The following discussion is an archived debate of the proposed deletion of the article below. Please do not modify it. Subsequent comments should be made on the appropriate discussion page (such as the article's
talk page or in a
deletion review). No further edits should be made to this page.
The result was delete--
Ymblanter (
talk) 08:42, 11 January 2016 (UTC)reply
WP:BLP, written like a campaign brochure and parked on a single source, of a person notable only as an as-yet-unelected candidate in a future election. As always, this is not a claim of notability that gets a person over
WP:NPOL; if you cannot make a credible and properly sourced claim that the subject was already eligible for a Wikipedia article for some other reason before becoming a candidate, then he does not become notable enough for a Wikipedia article until he wins the election. But nothing here demonstrates any preexisting notability — and it's worth noting that the article was created by a user named "Johnclieske123", suggesting a
conflict of interest. Delete, without prejudice against recreation in November if he wins the seat.
Bearcat (
talk) 02:30, 4 January 2016 (UTC)reply
Delete - A review of one search engine did not show that there is significant coverage; I do not consider the subject to meet
WP:NPOL or any other notability guideline. As the subject currently fails to meet notability, the article should be deleted per
WP:DEL8. -
¢Spender1983 (
talk) 06:16, 4 January 2016 (UTC)reply
Delete. He clearly fails
WP:POLITICIAN unless/until he wins an election so to me the more interesting question is whether he's notable in some other way, most likely
WP:PROF. If he were, the article would need to be rewritten to focus on what he's actually notable for, but might be saved from outright deletion.
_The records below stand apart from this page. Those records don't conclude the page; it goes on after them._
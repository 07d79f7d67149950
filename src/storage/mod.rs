//! Export layer for records.
//!
//! This module serializes a record collection to CSV or JSON and writes it to the output
//! path atomically: the payload goes to a temporary file next to the target, which is
//! then renamed over it.

pub mod csv;
pub mod json;

use std::io::{BufWriter, Write};
use std::path::Path;

use tracing::info;

use crate::SearchResult;
use crate::core::record::Record;
use crate::core::store::RecordStore;

// Re-export key types
pub use self::csv::CsvExporter;
pub use self::json::JsonExporter;

/// Output serialization selected with `--export_format`.
#[derive(Debug, Clone, Copy, Default, PartialEq, Eq, clap::ValueEnum)]
pub enum ExportFormat {
    #[default]
    Csv,
    Json,
}

impl std::fmt::Display for ExportFormat {
    fn fmt(&self, f: &mut std::fmt::Formatter<'_>) -> std::fmt::Result {
        match self {
            ExportFormat::Csv => f.write_str("csv"),
            ExportFormat::Json => f.write_str("json"),
        }
    }
}

/// Writes a store, or a result set drawn from it, to a file.
#[derive(Debug, Clone, Copy, Default)]
pub struct Exporter {
    format: ExportFormat,
}

impl Exporter {
    pub fn new(format: ExportFormat) -> Self {
        Exporter { format }
    }

    /// Export to `path`.
    ///
    /// Unless `results_only` is set, the store's whole collection is written and
    /// `results` is ignored. With `results_only`, `results` is written; a missing or
    /// empty result set falls back to the whole collection.
    ///
    /// # Errors
    /// Returns `EmptyExport` when a CSV export has no records, or an I/O or
    /// serialization error. The target is left untouched on failure.
    pub fn export(
        &self,
        store: &RecordStore,
        path: &Path,
        results: Option<&[Record]>,
        results_only: bool,
    ) -> SearchResult<()> {
        let records = match results {
            Some(results) if results_only && !results.is_empty() => results,
            _ => store.records(),
        };
        info!(
            path = %path.display(),
            format = %self.format,
            count = records.len(),
            results_only,
            "exporting records"
        );
        self.write_records(records, path)
    }

    /// Serialize `records` into `path`, replacing it only once the write has succeeded.
    pub fn write_records(&self, records: &[Record], path: &Path) -> SearchResult<()> {
        let dir = match path.parent() {
            Some(parent) if !parent.as_os_str().is_empty() => parent,
            _ => Path::new("."),
        };
        if !dir.exists() {
            std::fs::create_dir_all(dir)?;
        }

        // New files get 0o666 minus the umask, like a plain create.
        #[cfg_attr(not(unix), allow(unused_mut))]
        let mut builder = tempfile::Builder::new();
        #[cfg(unix)]
        {
            use std::os::unix::fs::PermissionsExt;
            builder.permissions(std::fs::Permissions::from_mode(0o666));
        }
        let mut tmp = builder.tempfile_in(dir)?;
        // An existing target keeps its mode across the rename.
        if let Ok(meta) = std::fs::metadata(path) {
            tmp.as_file().set_permissions(meta.permissions())?;
        }
        {
            let mut writer = BufWriter::new(tmp.as_file_mut());
            self.write_to(records, &mut writer)?;
            writer.flush()?;
        }
        tmp.persist(path).map_err(|e| e.error)?;
        Ok(())
    }

    /// Serialize `records` to any writer in this exporter's format.
    pub fn write_to<W: Write>(&self, records: &[Record], writer: W) -> SearchResult<()> {
        match self.format {
            ExportFormat::Csv => CsvExporter::new().export_to_writer(records, writer),
            ExportFormat::Json => JsonExporter::new().export_to_writer(records, writer),
        }
    }
}
#![forbid(unsafe_code)]

use std::path::PathBuf;

use clap::Parser;
use tracing_subscriber::{EnvFilter, fmt::format::FmtSpan};

use json_searcher::query_cmd::{self, Operation, QueryConfig};
use json_searcher::storage::ExportFormat;

#[derive(Parser, Debug)]
#[command(name = "json-searcher")]
#[command(about = "Search a JSON file for objects with specific attributes", long_about = None)]
struct Cli {
    /// Path to input JSON file
    #[arg(long = "input_file")]
    input_file: PathBuf,
    /// Path to output file
    #[arg(long = "output_file")]
    output_file: PathBuf,
    /// Search query in the format 'key=value'
    #[arg(long, num_args = 0.., value_name = "KEY=VALUE")]
    search: Option<Vec<String>>,
    /// Object to insert in the format 'key=value'
    #[arg(long, num_args = 0.., value_name = "KEY=VALUE")]
    insert: Option<Vec<String>>,
    /// Index of object to edit, followed by the fields to set as 'key=value'
    #[arg(long, num_args = 1.., allow_negative_numbers = true, value_names = ["INDEX", "KEY=VALUE"])]
    edit: Option<Vec<String>>,
    /// Index of object to delete
    #[arg(long, allow_negative_numbers = true)]
    delete: Option<i64>,
    /// Export format (csv or json)
    #[arg(long = "export_format", value_enum, default_value_t = ExportFormat::Csv)]
    export_format: ExportFormat,
    /// Enable verbose logging (or set JSON_SEARCHER_LOG)
    #[arg(long)]
    verbose: bool,
}

fn init_tracing(verbose: bool) {
    let env = std::env::var("JSON_SEARCHER_LOG").unwrap_or_else(|_| {
        if verbose { "json_searcher=debug".to_string() } else { "json_searcher=info".to_string() }
    });
    let _ = tracing_subscriber::fmt()
        .with_span_events(FmtSpan::ACTIVE)
        .with_writer(std::io::stderr)
        .with_ansi(true)
        .with_env_filter(EnvFilter::new(env))
        .try_init();
}

fn main() {
    color_eyre::install().ok();
    let cli = Cli::parse();
    init_tracing(cli.verbose);

    let result = Operation::select(cli.search, cli.insert, cli.edit, cli.delete).and_then(|operation| {
        query_cmd::run(QueryConfig {
            input_file: cli.input_file,
            output_file: cli.output_file,
            operation,
            export_format: cli.export_format,
        })
    });

    if let Err(e) = result {
        eprintln!("{:#}", e);
        std::process::exit(1);
    }
}

#[cfg(test)]
mod tests {
    use super::*;
    use json_searcher::core::parse_fields;

    fn parse(args: &[&str]) -> Cli {
        let mut argv = vec!["json-searcher", "--input_file", "in.json", "--output_file", "out.csv"];
        argv.extend_from_slice(args);
        Cli::try_parse_from(argv).expect("failed to parse args")
    }

    fn operation(cli: Cli) -> Operation {
        Operation::select(cli.search, cli.insert, cli.edit, cli.delete).expect("failed to select")
    }

    #[test]
    fn test_edit_takes_index_and_fields() {
        let cli = parse(&["--edit", "1", "age=42", "city=Lima"]);
        assert_eq!(
            operation(cli),
            Operation::Edit { index: 1, fields: parse_fields(&["age=42", "city=Lima"]).unwrap() }
        );
    }

    #[test]
    fn test_negative_indices_reach_the_store() {
        let cli = parse(&["--edit", "-1", "age=42"]);
        assert!(matches!(operation(cli), Operation::Edit { index: -1, .. }));

        let cli = parse(&["--delete", "-2"]);
        assert_eq!(operation(cli), Operation::Delete { index: -2 });
    }

    #[test]
    fn test_token_lists_stop_at_next_flag() {
        let cli = parse(&["--search", "name=Hiram", "age=30", "--export_format", "json"]);
        assert_eq!(cli.export_format, ExportFormat::Json);
        assert_eq!(operation(cli), Operation::Search(parse_fields(&["name=Hiram", "age=30"]).unwrap()));
    }

    #[test]
    fn test_defaults() {
        let cli = parse(&[]);
        assert_eq!(cli.export_format, ExportFormat::Csv);
        assert!(!cli.verbose);
        assert_eq!(operation(cli), Operation::ListAll);
    }

    #[test]
    fn test_rejects_unknown_format_and_missing_paths() {
        assert!(Cli::try_parse_from(["json-searcher", "--input_file", "in.json"]).is_err());
        let argv = ["json-searcher", "--input_file", "a", "--output_file", "b", "--export_format", "xml"];
        assert!(Cli::try_parse_from(argv).is_err());
    }
}
//! The core glyph renderer: decoded image + subject name → text halftone.
//!
//! Each submodule implements exactly one transformation step. Keeping stages
//! separate makes each independently testable and lets us swap one (e.g. a
//! different resampling filter) without touching the others.
//!
//! ## Data Flow
//!
//! ```text
//! palette ──┐
//! (letters) │
//! geometry ─┼──▶ intensity ──▶ glyphs
//! (grid)    │   (normalise)   (map + line-break)
//! image ────┘
//! ```
//!
//! 1. [`palette`]   — order the subject's letters by visual density
//! 2. [`geometry`]  — fit the image to a character grid with aspect skew
//! 3. [`intensity`] — downsample, sum colour channels, normalise, invert
//! 4. [`glyphs`]    — map intensities to palette glyphs and break lines
//!
//! The whole transform is pure and CPU-bound: no I/O, no shared state, cost
//! bounded by `max_side²`. Identical inputs produce byte-identical blocks.

pub mod geometry;
pub mod glyphs;
pub mod intensity;
pub mod palette;

pub use geometry::GridSize;
pub use glyphs::GlyphBlock;
pub use intensity::IntensityGrid;
pub use palette::{GlyphPalette, DENSITY_ORDERING};

use crate::error::RenderError;
use image::DynamicImage;

/// Knobs for the core transform. Both defaults reproduce the original
/// edition's typesetting.
#[derive(Debug, Clone, Copy)]
pub struct RenderOptions {
    /// Largest allowed pre-skew grid dimension.
    pub max_side: u32,
    /// Width correction for tall character cells (7/4).
    pub skew: f64,
}

impl Default for RenderOptions {
    fn default() -> Self {
        Self {
            max_side: 40,
            skew: 1.75,
        }
    }
}

/// Render one subject's poem from an already-decoded image.
///
/// This is the single operation the core exposes: build the palette from the
/// subject's letters, compute the grid, aggregate intensities, and map them
/// to glyphs.
///
/// # Errors
/// * [`RenderError::InvalidSubject`] — subject has a letter with no density rank
/// * [`RenderError::DegenerateImage`] — image has a zero dimension
/// * [`RenderError::EmptyRange`] — image is perfectly flat
pub fn render_glyph_block(
    subject: &str,
    image: &DynamicImage,
    opts: &RenderOptions,
) -> Result<GlyphBlock, RenderError> {
    let palette = GlyphPalette::build(subject, DENSITY_ORDERING)?;
    let size = GridSize::compute(image.width(), image.height(), opts.max_side, opts.skew)?;
    let grid = IntensityGrid::from_image(image, size)?;
    Ok(GlyphBlock::map(&grid, &palette))
}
However, his institution is not highly ranked (#250 in the US in political science from the searches I did), he has no major national or international awards, and his publications are not highly cited enough to convince me of a pass of
WP:PROF#C1. ("Regional subcultures of the United States" has 154 citations in Google scholar but the rest are all below 100 and his
h-index is only 9.) —
David Eppstein (
talk) 23:43, 4 January 2016 (UTC)reply
The above discussion is preserved as an archive of the debate. Please do not modify it. Subsequent comments should be made on the appropriate discussion page (such as the article's
talk page or in a
deletion review). No further edits should be made to this page.